■ What you are asked to do: Across all the records below, how many lines contain "Option"? Respond with only the number.

Collected data:
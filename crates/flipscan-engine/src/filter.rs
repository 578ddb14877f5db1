//! Opportunity filters.
//!
//! Each [`Filter`] is an independent predicate. A [`FilterPipeline`] ANDs
//! them together, so the surviving set does not depend on stage order;
//! [`FilterPipeline::from_criteria`] still runs the O(1) checks before the
//! sales-rank check.

use std::collections::HashMap;

use flipscan_core::{normalize_category, FilterCriteria};

use crate::calculator::Opportunity;
use crate::percentile::{CategorySizes, RankDistribution};

/// One predicate over an [`Opportunity`].
#[derive(Debug, Clone, PartialEq)]
pub enum Filter {
    /// ROI (percent) at or above the floor. Items without an ROI fail.
    MinRoi(f64),
    /// Profit at or above the floor.
    MinProfit(f64),
    /// Review count at or below the ceiling.
    MaxReviews { max: u32, allow_missing: bool },
    SalesRank(SalesRankCheck),
}

impl Filter {
    #[must_use]
    pub fn matches(&self, opp: &Opportunity) -> bool {
        match self {
            Filter::MinRoi(min) => opp.roi().is_some_and(|roi| roi >= *min),
            Filter::MinProfit(min) => opp.profit() >= *min,
            Filter::MaxReviews { max, allow_missing } => match opp.marketplace().review_count {
                Some(count) => count <= *max,
                None => *allow_missing,
            },
            Filter::SalesRank(check) => check.matches(opp),
        }
    }

    #[must_use]
    pub fn name(&self) -> &'static str {
        match self {
            Filter::MinRoi(_) => "min_roi",
            Filter::MinProfit(_) => "min_profit",
            Filter::MaxReviews { .. } => "max_reviews",
            Filter::SalesRank(_) => "sales_rank",
        }
    }
}

/// Sales-rank check with boundaries resolved up front for every category the
/// distribution knows.
///
/// A listing passes when its rank is at or below the boundary for its
/// marketplace category. Listings in a category no percentile applies to
/// pass untouched. Otherwise a missing rank, missing category, or category
/// with no boundary fails.
#[derive(Debug, Clone, PartialEq, Default)]
pub struct SalesRankCheck {
    boundaries: HashMap<String, u64>,
    percentile: Option<f64>,
    overrides: HashMap<String, f64>,
    /// Sizes for categories first seen at check time.
    sizes: CategorySizes,
}

impl SalesRankCheck {
    fn applies_to(&self, key: Option<&str>) -> bool {
        self.percentile.is_some() || key.is_some_and(|k| self.overrides.contains_key(k))
    }

    #[must_use]
    pub fn matches(&self, opp: &Opportunity) -> bool {
        let listing = opp.marketplace();
        let key = listing.category.as_deref().map(normalize_category);
        if !self.applies_to(key.as_deref()) {
            return true;
        }
        let (Some(key), Some(rank)) = (key, listing.sales_rank) else {
            return false;
        };
        self.boundary(&key).is_some_and(|boundary| rank <= boundary)
    }

    /// Boundary in effect for `category`, if one resolves.
    #[must_use]
    pub fn boundary(&self, category: &str) -> Option<u64> {
        let key = normalize_category(category);
        if let Some(boundary) = self.boundaries.get(&key) {
            return Some(*boundary);
        }
        let p = self.overrides.get(&key).copied().or(self.percentile)?;
        self.sizes.boundary(&key, p)
    }
}

#[must_use]
pub fn roi_filter(min_roi: f64) -> Filter {
    Filter::MinRoi(min_roi)
}

#[must_use]
pub fn profit_filter(min_profit: f64) -> Filter {
    Filter::MinProfit(min_profit)
}

#[must_use]
pub fn review_filter(max_reviews: u32, allow_missing: bool) -> Filter {
    Filter::MaxReviews {
        max: max_reviews,
        allow_missing,
    }
}

/// Build the sales-rank filter for `criteria`'s percentiles against
/// `distribution`. Boundaries are computed once per known category.
#[must_use]
pub fn sales_rank_filter(criteria: &FilterCriteria, distribution: &RankDistribution) -> Filter {
    let mut boundaries = HashMap::new();
    for category in distribution.categories() {
        if let Some(boundary) = criteria
            .percentile_for(category)
            .and_then(|p| distribution.boundary(category, p))
        {
            boundaries.insert(category.to_string(), boundary);
        }
    }

    Filter::SalesRank(SalesRankCheck {
        boundaries,
        percentile: criteria.sales_rank_percentile,
        overrides: criteria
            .category_percentiles
            .iter()
            .map(|(c, p)| (normalize_category(c), *p))
            .collect(),
        sizes: distribution.sizes().clone(),
    })
}

/// Ordered list of filters, ANDed together.
#[derive(Debug, Clone, Default, PartialEq)]
pub struct FilterPipeline {
    stages: Vec<Filter>,
}

impl FilterPipeline {
    #[must_use]
    pub fn new() -> Self {
        Self::default()
    }

    /// Append a stage.
    #[must_use]
    pub fn with(mut self, filter: Filter) -> Self {
        self.stages.push(filter);
        self
    }

    /// Pipeline for every threshold set in `criteria`: ROI, profit, and
    /// reviews first, then sales rank.
    #[must_use]
    pub fn from_criteria(criteria: &FilterCriteria, distribution: &RankDistribution) -> Self {
        let mut pipeline = Self::new();
        if let Some(min) = criteria.min_roi {
            pipeline = pipeline.with(roi_filter(min));
        }
        if let Some(min) = criteria.min_profit {
            pipeline = pipeline.with(profit_filter(min));
        }
        if let Some(max) = criteria.max_reviews {
            pipeline = pipeline.with(review_filter(max, criteria.allow_missing_reviews));
        }
        if criteria.uses_sales_rank() {
            pipeline = pipeline.with(sales_rank_filter(criteria, distribution));
        }
        pipeline
    }

    #[must_use]
    pub fn stages(&self) -> &[Filter] {
        &self.stages
    }

    #[must_use]
    pub fn matches(&self, opp: &Opportunity) -> bool {
        self.stages.iter().all(|f| f.matches(opp))
    }

    /// Keep the opportunities that pass every stage, in input order.
    #[must_use]
    pub fn apply(&self, mut opportunities: Vec<Opportunity>) -> Vec<Opportunity> {
        for stage in &self.stages {
            let before = opportunities.len();
            opportunities.retain(|opp| stage.matches(opp));
            tracing::debug!(
                stage = stage.name(),
                before,
                after = opportunities.len(),
                "filter stage applied"
            );
        }
        opportunities
    }
}

/// Filter `opportunities` by `criteria`, resolving sales-rank percentiles
/// against `distribution`.
#[must_use]
pub fn apply_filters(
    opportunities: Vec<Opportunity>,
    criteria: &FilterCriteria,
    distribution: &RankDistribution,
) -> Vec<Opportunity> {
    FilterPipeline::from_criteria(criteria, distribution).apply(opportunities)
}

#[cfg(test)]
#[path = "filter_test.rs"]
mod tests;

■ Answer to the problem: 3